PROBLEM -> Lines containing the string "against": how many are there below? Answer with the number only.

Saved data entries

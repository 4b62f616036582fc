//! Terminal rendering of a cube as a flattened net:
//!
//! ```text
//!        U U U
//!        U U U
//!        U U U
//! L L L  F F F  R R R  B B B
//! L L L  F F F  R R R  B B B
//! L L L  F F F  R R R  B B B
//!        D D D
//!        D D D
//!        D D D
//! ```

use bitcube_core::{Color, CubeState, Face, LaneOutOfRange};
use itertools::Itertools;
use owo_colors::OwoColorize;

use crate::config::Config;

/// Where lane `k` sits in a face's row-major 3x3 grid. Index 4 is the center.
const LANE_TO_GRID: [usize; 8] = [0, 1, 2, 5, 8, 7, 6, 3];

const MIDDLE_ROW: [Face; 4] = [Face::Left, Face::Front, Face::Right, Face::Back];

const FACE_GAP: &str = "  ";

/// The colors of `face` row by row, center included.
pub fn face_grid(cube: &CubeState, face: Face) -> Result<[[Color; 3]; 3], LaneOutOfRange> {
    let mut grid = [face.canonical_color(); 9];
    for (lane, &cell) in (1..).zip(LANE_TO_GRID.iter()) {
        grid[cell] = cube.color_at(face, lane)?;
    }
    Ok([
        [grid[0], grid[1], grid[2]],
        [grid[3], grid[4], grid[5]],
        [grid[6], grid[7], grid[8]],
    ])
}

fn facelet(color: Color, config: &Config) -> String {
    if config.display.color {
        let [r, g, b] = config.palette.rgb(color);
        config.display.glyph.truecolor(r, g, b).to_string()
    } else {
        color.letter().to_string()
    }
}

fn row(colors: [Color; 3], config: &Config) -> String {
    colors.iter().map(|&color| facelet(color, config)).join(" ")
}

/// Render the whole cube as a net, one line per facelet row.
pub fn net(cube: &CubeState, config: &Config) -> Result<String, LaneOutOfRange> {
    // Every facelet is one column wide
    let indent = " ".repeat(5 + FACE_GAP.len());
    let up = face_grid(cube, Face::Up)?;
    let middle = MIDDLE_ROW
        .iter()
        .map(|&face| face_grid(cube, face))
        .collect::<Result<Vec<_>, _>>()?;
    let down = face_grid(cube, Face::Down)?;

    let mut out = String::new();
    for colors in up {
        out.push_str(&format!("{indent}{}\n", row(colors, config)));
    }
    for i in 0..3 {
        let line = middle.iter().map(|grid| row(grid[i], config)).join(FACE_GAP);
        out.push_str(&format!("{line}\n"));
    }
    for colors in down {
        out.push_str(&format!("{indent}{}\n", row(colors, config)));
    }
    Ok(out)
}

---

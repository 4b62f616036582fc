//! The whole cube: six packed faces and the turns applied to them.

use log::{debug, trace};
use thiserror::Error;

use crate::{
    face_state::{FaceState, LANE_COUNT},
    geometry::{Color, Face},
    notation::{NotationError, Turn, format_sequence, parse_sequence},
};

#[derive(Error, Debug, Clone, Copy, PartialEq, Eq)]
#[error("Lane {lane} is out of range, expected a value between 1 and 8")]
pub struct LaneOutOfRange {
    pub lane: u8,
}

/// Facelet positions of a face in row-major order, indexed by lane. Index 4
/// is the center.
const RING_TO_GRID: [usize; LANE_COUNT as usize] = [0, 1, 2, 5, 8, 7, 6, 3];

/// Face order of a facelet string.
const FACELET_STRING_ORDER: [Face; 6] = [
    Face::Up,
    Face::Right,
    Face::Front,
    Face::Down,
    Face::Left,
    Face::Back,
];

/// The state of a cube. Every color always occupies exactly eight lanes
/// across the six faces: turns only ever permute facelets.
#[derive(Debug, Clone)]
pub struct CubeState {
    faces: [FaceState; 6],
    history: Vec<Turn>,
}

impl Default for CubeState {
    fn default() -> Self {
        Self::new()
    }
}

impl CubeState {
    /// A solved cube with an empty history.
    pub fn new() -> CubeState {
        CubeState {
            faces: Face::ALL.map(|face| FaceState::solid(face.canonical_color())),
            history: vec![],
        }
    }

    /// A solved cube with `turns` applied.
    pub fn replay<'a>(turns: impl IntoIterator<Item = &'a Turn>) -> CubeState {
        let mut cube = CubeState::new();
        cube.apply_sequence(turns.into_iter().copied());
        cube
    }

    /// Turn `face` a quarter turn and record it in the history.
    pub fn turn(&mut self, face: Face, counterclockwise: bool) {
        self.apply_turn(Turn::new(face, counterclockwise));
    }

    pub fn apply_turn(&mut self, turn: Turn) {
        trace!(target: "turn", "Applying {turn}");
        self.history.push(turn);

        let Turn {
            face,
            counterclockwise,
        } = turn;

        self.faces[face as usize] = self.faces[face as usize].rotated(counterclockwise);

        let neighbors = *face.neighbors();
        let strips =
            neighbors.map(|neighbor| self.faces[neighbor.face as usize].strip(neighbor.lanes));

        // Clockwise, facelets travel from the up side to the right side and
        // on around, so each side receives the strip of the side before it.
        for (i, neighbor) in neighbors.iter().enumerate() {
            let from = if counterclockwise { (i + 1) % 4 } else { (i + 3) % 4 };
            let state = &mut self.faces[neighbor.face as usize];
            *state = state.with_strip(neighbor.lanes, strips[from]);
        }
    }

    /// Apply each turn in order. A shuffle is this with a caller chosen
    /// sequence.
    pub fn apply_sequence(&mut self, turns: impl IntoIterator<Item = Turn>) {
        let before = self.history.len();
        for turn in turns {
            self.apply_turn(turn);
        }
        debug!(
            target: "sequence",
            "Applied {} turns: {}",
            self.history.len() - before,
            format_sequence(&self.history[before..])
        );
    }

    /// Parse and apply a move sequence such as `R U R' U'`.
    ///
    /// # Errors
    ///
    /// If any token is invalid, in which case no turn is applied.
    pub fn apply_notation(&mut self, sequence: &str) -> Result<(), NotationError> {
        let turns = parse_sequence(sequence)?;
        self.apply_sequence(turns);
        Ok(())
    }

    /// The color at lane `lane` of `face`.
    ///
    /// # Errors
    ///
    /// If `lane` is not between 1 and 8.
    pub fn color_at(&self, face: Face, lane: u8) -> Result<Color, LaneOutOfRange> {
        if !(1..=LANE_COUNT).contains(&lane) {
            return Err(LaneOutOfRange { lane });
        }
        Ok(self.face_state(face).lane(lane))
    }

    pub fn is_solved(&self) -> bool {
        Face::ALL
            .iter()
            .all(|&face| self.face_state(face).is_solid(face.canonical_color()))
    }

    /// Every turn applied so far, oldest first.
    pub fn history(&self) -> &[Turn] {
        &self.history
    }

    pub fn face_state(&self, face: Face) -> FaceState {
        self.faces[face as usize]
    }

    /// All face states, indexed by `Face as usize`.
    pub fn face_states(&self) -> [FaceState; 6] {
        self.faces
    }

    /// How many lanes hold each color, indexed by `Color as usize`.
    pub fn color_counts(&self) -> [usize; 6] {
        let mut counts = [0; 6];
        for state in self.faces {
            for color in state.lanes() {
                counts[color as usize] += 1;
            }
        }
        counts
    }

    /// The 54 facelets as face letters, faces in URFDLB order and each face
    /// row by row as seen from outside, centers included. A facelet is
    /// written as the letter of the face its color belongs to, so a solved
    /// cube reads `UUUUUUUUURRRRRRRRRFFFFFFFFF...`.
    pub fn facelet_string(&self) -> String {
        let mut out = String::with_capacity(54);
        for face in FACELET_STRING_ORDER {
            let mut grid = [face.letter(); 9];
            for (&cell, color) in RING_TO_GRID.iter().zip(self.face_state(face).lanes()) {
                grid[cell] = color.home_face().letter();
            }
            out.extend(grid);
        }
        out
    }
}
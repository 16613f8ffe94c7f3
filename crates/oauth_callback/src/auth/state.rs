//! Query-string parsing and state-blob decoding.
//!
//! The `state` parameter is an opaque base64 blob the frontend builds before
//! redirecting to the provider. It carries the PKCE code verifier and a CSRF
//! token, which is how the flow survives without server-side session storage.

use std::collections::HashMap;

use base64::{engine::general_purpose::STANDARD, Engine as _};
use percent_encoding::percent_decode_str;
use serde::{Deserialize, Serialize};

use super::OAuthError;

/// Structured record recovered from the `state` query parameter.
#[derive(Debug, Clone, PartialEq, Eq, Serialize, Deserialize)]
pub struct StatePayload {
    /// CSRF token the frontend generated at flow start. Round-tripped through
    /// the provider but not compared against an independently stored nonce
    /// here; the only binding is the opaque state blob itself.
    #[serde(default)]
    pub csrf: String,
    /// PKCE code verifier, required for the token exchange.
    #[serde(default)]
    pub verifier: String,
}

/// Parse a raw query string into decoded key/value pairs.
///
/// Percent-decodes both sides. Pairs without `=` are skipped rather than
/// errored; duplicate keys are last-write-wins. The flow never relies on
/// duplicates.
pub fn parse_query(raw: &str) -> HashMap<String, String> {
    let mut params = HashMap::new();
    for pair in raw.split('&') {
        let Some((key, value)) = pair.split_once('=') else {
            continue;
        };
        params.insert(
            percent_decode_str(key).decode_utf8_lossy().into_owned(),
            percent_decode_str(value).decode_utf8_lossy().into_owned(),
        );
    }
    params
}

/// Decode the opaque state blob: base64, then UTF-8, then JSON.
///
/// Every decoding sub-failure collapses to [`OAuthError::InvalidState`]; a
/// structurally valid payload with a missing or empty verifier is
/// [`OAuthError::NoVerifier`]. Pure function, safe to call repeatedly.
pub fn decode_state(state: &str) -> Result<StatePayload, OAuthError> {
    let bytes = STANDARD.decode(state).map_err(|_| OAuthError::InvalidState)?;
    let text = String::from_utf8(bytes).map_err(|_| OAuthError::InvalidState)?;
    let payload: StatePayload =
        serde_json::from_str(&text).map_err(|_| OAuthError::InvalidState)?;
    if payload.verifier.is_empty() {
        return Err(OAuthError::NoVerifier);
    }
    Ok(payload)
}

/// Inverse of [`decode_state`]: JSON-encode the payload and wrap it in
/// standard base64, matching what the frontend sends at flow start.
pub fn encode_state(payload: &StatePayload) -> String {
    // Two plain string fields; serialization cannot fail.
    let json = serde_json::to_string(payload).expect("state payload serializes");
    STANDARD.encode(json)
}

* * *

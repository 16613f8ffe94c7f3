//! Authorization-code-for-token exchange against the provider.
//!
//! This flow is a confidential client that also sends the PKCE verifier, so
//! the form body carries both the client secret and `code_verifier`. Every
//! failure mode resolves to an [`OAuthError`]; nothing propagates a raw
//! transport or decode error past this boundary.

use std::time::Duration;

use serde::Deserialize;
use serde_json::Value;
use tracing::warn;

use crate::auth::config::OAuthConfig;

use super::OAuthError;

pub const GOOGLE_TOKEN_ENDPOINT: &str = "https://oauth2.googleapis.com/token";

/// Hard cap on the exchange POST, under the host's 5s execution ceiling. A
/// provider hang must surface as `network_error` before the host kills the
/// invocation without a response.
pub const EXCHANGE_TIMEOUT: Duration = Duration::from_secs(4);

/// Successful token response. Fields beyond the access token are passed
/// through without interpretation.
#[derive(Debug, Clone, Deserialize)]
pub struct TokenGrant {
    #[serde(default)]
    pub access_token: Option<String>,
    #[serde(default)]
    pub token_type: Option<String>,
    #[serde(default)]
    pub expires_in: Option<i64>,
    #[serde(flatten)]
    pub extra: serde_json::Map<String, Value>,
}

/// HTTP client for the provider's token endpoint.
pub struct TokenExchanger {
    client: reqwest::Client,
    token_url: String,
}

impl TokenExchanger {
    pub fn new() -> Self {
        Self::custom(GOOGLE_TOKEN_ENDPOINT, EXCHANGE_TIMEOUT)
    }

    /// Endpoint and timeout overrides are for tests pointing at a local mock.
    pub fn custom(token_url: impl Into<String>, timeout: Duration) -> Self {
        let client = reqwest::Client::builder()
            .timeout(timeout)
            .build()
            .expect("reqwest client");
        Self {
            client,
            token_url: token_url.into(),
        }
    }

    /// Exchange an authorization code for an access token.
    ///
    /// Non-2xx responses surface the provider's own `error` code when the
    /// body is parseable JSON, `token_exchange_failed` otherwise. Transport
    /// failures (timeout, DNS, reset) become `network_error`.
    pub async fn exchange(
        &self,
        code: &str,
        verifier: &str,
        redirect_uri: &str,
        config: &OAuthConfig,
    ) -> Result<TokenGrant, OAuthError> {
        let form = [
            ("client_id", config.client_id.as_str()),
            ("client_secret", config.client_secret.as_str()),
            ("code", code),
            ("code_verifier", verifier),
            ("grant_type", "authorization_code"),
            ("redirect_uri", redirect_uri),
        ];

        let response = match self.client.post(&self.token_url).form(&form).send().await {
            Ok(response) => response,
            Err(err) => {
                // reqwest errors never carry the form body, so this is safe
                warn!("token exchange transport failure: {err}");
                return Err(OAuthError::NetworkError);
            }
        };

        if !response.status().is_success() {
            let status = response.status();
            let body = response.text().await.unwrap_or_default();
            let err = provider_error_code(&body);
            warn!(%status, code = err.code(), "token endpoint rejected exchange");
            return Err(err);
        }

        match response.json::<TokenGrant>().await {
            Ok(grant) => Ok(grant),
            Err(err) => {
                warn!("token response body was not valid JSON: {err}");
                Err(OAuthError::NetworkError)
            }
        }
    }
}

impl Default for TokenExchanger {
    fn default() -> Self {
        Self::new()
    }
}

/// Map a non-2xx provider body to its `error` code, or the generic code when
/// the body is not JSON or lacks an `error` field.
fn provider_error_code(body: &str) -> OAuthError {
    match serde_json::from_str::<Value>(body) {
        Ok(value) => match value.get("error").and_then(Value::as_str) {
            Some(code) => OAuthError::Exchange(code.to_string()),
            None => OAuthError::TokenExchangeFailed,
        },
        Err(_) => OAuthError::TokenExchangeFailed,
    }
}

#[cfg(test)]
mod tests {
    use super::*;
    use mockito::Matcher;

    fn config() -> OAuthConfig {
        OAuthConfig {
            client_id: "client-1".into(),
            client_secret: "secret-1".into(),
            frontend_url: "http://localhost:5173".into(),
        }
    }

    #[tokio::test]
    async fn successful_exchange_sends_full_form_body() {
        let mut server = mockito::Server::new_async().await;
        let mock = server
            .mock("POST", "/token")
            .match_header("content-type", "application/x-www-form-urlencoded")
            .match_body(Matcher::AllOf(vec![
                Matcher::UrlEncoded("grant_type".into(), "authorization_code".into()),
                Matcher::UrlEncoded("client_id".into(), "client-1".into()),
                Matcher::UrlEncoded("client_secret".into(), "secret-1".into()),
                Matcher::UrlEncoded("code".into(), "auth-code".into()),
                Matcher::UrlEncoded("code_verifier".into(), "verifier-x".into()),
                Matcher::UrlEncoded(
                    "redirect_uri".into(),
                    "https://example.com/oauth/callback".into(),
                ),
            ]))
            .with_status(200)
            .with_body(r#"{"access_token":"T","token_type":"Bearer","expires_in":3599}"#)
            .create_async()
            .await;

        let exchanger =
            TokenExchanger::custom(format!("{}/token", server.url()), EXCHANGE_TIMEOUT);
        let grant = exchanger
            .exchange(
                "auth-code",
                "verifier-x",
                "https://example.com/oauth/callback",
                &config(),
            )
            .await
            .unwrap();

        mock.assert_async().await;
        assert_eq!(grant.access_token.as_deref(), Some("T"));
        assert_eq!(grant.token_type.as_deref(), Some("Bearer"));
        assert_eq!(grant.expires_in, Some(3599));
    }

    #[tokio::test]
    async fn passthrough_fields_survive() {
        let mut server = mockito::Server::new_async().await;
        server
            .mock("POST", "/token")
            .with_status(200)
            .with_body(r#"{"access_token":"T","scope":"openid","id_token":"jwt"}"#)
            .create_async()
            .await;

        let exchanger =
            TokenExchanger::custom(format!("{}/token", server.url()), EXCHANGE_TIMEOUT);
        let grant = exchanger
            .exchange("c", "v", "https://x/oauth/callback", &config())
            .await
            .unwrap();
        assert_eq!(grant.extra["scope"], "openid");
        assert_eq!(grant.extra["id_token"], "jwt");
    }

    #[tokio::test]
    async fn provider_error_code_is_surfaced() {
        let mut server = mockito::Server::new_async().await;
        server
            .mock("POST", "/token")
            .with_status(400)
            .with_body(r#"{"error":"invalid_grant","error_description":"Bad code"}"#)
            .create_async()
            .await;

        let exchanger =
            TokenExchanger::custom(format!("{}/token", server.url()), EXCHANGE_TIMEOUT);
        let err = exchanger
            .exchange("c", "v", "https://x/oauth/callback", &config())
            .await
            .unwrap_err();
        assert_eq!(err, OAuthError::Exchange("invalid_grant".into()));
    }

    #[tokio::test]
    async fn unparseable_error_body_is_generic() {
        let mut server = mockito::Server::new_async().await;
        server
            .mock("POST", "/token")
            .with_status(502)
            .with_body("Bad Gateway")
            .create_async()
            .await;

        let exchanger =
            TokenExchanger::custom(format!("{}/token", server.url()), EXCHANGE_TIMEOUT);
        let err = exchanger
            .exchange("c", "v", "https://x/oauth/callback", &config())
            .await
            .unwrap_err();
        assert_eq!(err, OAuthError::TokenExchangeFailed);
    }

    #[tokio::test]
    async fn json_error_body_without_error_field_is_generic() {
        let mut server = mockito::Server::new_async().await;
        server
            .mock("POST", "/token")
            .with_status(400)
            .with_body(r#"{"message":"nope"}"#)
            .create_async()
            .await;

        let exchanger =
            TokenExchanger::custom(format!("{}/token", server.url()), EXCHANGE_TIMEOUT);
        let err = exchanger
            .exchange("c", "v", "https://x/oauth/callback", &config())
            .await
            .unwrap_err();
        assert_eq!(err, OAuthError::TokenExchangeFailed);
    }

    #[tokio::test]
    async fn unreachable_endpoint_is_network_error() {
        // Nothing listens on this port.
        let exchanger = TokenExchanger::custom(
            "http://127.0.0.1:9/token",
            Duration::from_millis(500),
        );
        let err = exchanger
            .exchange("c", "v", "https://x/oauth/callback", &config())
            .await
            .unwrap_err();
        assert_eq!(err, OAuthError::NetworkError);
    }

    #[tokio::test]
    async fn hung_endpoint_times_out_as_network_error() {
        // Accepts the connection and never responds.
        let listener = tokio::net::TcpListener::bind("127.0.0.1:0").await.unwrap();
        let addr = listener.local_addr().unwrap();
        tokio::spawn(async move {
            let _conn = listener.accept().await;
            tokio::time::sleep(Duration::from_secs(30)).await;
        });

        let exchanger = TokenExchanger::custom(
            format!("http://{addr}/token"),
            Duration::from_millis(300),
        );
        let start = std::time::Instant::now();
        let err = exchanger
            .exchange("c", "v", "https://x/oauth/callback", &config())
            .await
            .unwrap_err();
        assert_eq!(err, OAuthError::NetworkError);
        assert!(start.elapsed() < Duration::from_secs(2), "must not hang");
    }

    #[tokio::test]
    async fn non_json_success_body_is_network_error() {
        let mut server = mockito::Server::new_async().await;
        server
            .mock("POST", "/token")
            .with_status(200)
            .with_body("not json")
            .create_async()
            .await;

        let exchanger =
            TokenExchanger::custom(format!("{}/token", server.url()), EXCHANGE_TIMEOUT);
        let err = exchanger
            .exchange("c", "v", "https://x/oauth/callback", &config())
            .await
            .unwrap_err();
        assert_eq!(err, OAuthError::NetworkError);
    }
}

ANSWER SECTION -> 2